RECORDS PROVIDED
┌──
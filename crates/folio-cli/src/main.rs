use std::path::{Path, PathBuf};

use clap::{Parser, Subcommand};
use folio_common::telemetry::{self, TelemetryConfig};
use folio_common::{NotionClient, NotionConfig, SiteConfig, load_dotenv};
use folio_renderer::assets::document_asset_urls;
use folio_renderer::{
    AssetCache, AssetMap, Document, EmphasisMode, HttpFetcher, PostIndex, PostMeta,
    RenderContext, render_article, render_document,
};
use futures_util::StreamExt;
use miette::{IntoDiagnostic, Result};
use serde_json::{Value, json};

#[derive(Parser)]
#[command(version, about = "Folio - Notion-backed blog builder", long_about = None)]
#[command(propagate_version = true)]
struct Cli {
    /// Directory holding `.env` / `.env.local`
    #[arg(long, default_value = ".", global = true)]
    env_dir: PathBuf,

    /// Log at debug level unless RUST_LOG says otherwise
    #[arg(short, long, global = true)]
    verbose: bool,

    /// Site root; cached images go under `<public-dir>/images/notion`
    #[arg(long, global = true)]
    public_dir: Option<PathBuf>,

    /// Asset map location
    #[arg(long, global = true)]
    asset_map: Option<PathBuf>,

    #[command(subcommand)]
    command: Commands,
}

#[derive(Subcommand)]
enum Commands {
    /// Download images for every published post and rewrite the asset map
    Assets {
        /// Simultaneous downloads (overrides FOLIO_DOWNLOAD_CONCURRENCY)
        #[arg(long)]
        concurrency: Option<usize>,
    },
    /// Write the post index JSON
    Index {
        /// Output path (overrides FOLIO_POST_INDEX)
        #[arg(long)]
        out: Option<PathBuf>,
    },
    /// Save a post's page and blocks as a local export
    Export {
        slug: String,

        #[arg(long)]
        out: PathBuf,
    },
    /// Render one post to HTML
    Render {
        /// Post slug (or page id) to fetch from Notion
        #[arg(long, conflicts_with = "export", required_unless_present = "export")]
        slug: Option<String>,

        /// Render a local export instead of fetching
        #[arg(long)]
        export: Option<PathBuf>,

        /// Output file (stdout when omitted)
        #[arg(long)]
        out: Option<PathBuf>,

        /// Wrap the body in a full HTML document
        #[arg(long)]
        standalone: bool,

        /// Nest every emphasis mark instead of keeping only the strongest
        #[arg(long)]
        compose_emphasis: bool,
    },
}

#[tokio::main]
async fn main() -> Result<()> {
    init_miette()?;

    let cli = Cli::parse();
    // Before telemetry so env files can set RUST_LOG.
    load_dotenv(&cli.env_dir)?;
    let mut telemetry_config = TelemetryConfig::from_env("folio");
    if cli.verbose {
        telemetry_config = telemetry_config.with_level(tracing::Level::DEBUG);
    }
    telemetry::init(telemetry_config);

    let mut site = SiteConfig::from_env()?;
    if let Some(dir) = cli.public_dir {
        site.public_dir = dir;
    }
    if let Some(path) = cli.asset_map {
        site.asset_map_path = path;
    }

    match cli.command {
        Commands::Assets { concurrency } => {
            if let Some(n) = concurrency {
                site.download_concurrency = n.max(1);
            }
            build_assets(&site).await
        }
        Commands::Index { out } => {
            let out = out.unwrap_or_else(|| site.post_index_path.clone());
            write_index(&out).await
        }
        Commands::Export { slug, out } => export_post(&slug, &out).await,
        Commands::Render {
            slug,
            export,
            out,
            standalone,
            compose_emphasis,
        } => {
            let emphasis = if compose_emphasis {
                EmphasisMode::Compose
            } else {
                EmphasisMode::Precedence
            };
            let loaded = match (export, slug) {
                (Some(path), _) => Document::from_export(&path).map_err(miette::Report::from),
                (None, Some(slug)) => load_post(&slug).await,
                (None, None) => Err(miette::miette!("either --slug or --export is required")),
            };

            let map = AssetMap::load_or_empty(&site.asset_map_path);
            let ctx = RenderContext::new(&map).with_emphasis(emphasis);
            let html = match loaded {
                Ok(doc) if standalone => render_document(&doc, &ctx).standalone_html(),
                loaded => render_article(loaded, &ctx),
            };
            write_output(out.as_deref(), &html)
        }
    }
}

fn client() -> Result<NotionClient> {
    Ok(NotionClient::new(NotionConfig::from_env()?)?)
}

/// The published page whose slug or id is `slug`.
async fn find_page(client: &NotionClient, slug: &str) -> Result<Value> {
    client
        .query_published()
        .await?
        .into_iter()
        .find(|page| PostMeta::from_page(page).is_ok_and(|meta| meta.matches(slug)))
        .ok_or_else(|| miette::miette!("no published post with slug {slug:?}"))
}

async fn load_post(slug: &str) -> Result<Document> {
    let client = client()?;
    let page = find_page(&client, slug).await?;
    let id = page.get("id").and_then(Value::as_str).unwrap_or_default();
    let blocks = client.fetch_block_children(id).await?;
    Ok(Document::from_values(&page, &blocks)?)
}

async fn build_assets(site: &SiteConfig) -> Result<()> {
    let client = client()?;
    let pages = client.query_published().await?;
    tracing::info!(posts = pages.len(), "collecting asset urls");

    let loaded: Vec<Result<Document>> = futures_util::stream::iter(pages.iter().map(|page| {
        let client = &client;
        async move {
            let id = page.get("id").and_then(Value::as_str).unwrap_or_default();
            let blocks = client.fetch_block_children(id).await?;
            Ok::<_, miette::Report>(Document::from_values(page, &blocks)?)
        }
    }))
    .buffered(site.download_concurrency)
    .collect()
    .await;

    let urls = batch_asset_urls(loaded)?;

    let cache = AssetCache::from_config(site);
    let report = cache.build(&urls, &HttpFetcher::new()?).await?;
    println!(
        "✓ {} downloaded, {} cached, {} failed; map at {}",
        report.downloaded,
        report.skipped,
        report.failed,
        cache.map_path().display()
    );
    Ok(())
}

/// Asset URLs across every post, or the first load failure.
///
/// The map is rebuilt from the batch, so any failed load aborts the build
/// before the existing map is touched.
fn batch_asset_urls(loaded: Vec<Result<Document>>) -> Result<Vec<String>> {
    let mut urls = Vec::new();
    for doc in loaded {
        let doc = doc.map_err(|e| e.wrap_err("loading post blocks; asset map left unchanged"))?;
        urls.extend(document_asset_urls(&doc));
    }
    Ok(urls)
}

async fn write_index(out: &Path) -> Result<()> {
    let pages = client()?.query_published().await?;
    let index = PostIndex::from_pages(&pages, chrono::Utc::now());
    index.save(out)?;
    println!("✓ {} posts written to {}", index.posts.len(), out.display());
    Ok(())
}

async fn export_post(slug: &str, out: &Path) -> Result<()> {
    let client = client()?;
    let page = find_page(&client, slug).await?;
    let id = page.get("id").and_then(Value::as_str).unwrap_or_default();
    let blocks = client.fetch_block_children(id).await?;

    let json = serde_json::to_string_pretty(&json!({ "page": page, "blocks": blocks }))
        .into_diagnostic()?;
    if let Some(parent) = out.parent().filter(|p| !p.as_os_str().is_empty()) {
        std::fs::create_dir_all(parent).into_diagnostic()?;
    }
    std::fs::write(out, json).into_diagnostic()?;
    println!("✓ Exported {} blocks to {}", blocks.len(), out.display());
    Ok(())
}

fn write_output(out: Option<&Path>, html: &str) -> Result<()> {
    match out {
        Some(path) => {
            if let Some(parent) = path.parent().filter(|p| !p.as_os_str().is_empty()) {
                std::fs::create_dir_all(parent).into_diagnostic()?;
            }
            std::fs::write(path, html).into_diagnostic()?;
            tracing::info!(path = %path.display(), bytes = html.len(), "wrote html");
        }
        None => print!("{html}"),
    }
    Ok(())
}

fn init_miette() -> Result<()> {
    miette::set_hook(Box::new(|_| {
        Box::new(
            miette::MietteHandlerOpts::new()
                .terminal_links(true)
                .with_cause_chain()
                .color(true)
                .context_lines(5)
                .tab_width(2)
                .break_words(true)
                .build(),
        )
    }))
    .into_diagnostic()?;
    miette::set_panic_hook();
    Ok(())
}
└──
WORK TO BE COMPLETED
How many of the lines in the records above include the word "NotionClient"? State that number alone.

THE COMPLETED TASK
4